L’Intelligence Artificielle est un sujet qui fait actuellement l’objet d’un engouement important. Entre les délires transhumanistes, les approximations de certaines publications et ceux qui utilisent le sujet pour nous pousser vers encore plus de dérégulation il est temps de faire le point. Ce thème est revenu sur le devant de la scène suite à des résultats fortement médiatisés obtenus notamment dans les domaines des jeux (AlphaGo), de la vision artificielle et de la reconnaissance de la parole.

Notons que dès 1950, tout en posant les fondations sur lesquelles repose l’informatique moderne, Alan Turing proposait déjà un protocole de test consistant à vérifier si un programme est capable de convaincre un être humain qu’il converse avec un de ses semblables et non avec une machine.

Le renouveau que connaît aujourd’hui l’Intelligence Artificielle prend racine en 2012 suite à la publication d’une série d’articles qui marquent l’envolée de l’approche dite de “Deep Learning” (apprentissage profond) [1]. Cette technique de réseaux de neurones, alliée aux puissances de calculs et aux masses de données maintenant disponibles, permet d’envisager de nouveaux type d’applications.

Le « Deep Learning » est un sous domaine du « Machine Learning » (Apprentissage Automatique), lui-même inclus dans le champ de l’Intelligence Artificielle. Il s’appui sur une technique issue des années 80, les Réseaux de Neurones Profonds, qui propose des outils de classification basés sur des modèles s’inspirant de l’organisation du cerveau où les neurones sont reliés par des synapses. Les neurones composent des couches que l’on va superposer afin de les doter de capacités d’apprentissage. Le nombre de couches peut être important, d’où le qualificatif de “profond (deep)”. L’approche de Deep Learning connaît un grand succès pour plusieurs raisons. Elle propose des solutions performantes pour plusieurs classes de problèmes (en particulier la reconnaissance d’images et la reconnaissance de la parole) mais également parce qu’elle simplifie les tâches associées à l’élaboration des modèles nécessaires pour la résolution de problèmes.

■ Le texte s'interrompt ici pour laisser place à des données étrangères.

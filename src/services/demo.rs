use std::io::Write;

use crate::models::notification::{ChannelDetails, ChannelKind, Email, Notification, Push, Sms};
use crate::services::container::NotificationContainer;

/// One container per channel, as populated by the demonstration run.
#[derive(Debug, Default)]
pub struct DemoContainers {
    pub sms: NotificationContainer<Sms>,
    pub email: NotificationContainer<Email>,
    pub push: NotificationContainer<Push>,
}

impl DemoContainers {
    pub fn populate() -> Self {
        let mut containers = Self::default();

        containers
            .sms
            .add(Notification::now("SMS notification", Sms::new("123456789")));
        containers
            .email
            .add(Notification::now("Email notification", Email::new("example@example.com")));
        containers
            .push
            .add(Notification::now("Push notification", Push::new("device123")));

        containers
    }

    pub fn sort_all(&mut self) {
        self.sms.sort();
        self.email.sort();
        self.push.sort();
    }
}

fn write_block<C: ChannelDetails>(
    out: &mut impl Write,
    kind: ChannelKind,
    container: &NotificationContainer<C>,
) -> std::io::Result<()> {
    writeln!(out, "{} notifications:", kind)?;
    for notification in container {
        writeln!(out, "{}", notification)?;
    }
    Ok(())
}

/// Writes every channel block followed by the existence checks.
pub fn render(out: &mut impl Write, containers: &DemoContainers) -> std::io::Result<()> {
    write_block(out, ChannelKind::Sms, &containers.sms)?;
    writeln!(out)?;
    write_block(out, ChannelKind::Email, &containers.email)?;
    writeln!(out)?;
    write_block(out, ChannelKind::Push, &containers.push)?;

    writeln!(out)?;
    let checks = [
        (ChannelKind::Sms, containers.sms.has_any()),
        (ChannelKind::Email, containers.email.has_any()),
        (ChannelKind::Push, containers.push.has_any()),
    ];
    for (kind, has_any) in checks {
        writeln!(out, "Does {} container have notifications? {}", kind, has_any)?;
    }
    Ok(())
}

/// Populates, prints, then sorts the three demo containers.
pub fn run(out: &mut impl Write) -> std::io::Result<DemoContainers> {
    log::info!("Running notification container demo");

    let mut containers = DemoContainers::populate();
    render(out, &containers)?;
    containers.sort_all();

    log::info!("Demo finished");
    Ok(containers)
}
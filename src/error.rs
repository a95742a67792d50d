use thiserror::Error;

#[derive(Error, Debug, Clone, PartialEq, Eq)]
pub enum NotificationError {
    #[error("Index is out of range: {index} (container holds {len} notifications)")]
    OutOfRange { index: usize, len: usize },
}

pub type Result<T> = std::result::Result<T, NotificationError>;
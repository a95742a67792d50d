use anyhow::Result;
use dotenv::dotenv;

use notification_container::config::Config;
use notification_container::services::demo;

fn main() -> Result<()> {
    dotenv().ok();

    let config = Config::from_env();
    env_logger::Builder::new()
        .filter_level(config.level_filter())
        .parse_env("RUST_LOG")
        .init();
    if let Err(e) = config.parse_level() {
        log::warn!("{:#}, falling back to warn", e);
    }

    let stdout = std::io::stdout();
    let mut out = stdout.lock();
    let containers = demo::run(&mut out)?;

    log::debug!(
        "Sorted containers hold {} SMS, {} Email, {} Push notifications",
        containers.sms.len(),
        containers.email.len(),
        containers.push.len()
    );
    Ok(())
}
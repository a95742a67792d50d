pub mod container;
pub mod demo;
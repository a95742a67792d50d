//! Typed in-memory containers for SMS, Email and Push notifications,
//! ordered chronologically on demand.

pub mod config;
pub mod error;
pub mod models;
pub mod services;

pub use error::{NotificationError, Result};
pub use models::notification::{
    Channel, ChannelDetails, ChannelKind, Email, EmailNotification, Notification, Push,
    PushNotification, Sms, SmsNotification,
};
pub use services::container::NotificationContainer;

La différence fondamentale entre l’Intelligence Artificielle “classique”, habituellement qualifiée de “symbolique”, et l’approche récente dite « Machine Learning », est que la première s’appuie sur des règles traitées par un moteur d’inférence et issues de connaissances expertes. La seconde, en revanche, se nourrit d’un corpus de données et en déduit automatiquement des règles qui sont ensuite utilisées par l’application intelligente.

La généralisation du « deep learning » est cependant soumise à une contrainte majeure : la disponibilité d’une grande masse de données pour alimenter le processus d’apprentissage automatique. C’est la raison pour laquelle les GAFAM (Google, Apple, Facebook, Amazon, Microsoft) et leurs équivalents chinois BATX (Baidu, Alibaba, Tencent, Xiaomi) qui ont accès à nos données personnelles via notamment l’usage généralisé des smartphones en font un commerce très lucratif en les revendant à des acteurs proposant des services à valeurs ajoutés exploitants ces données (publicités ciblés, recommandations diverses, etc.).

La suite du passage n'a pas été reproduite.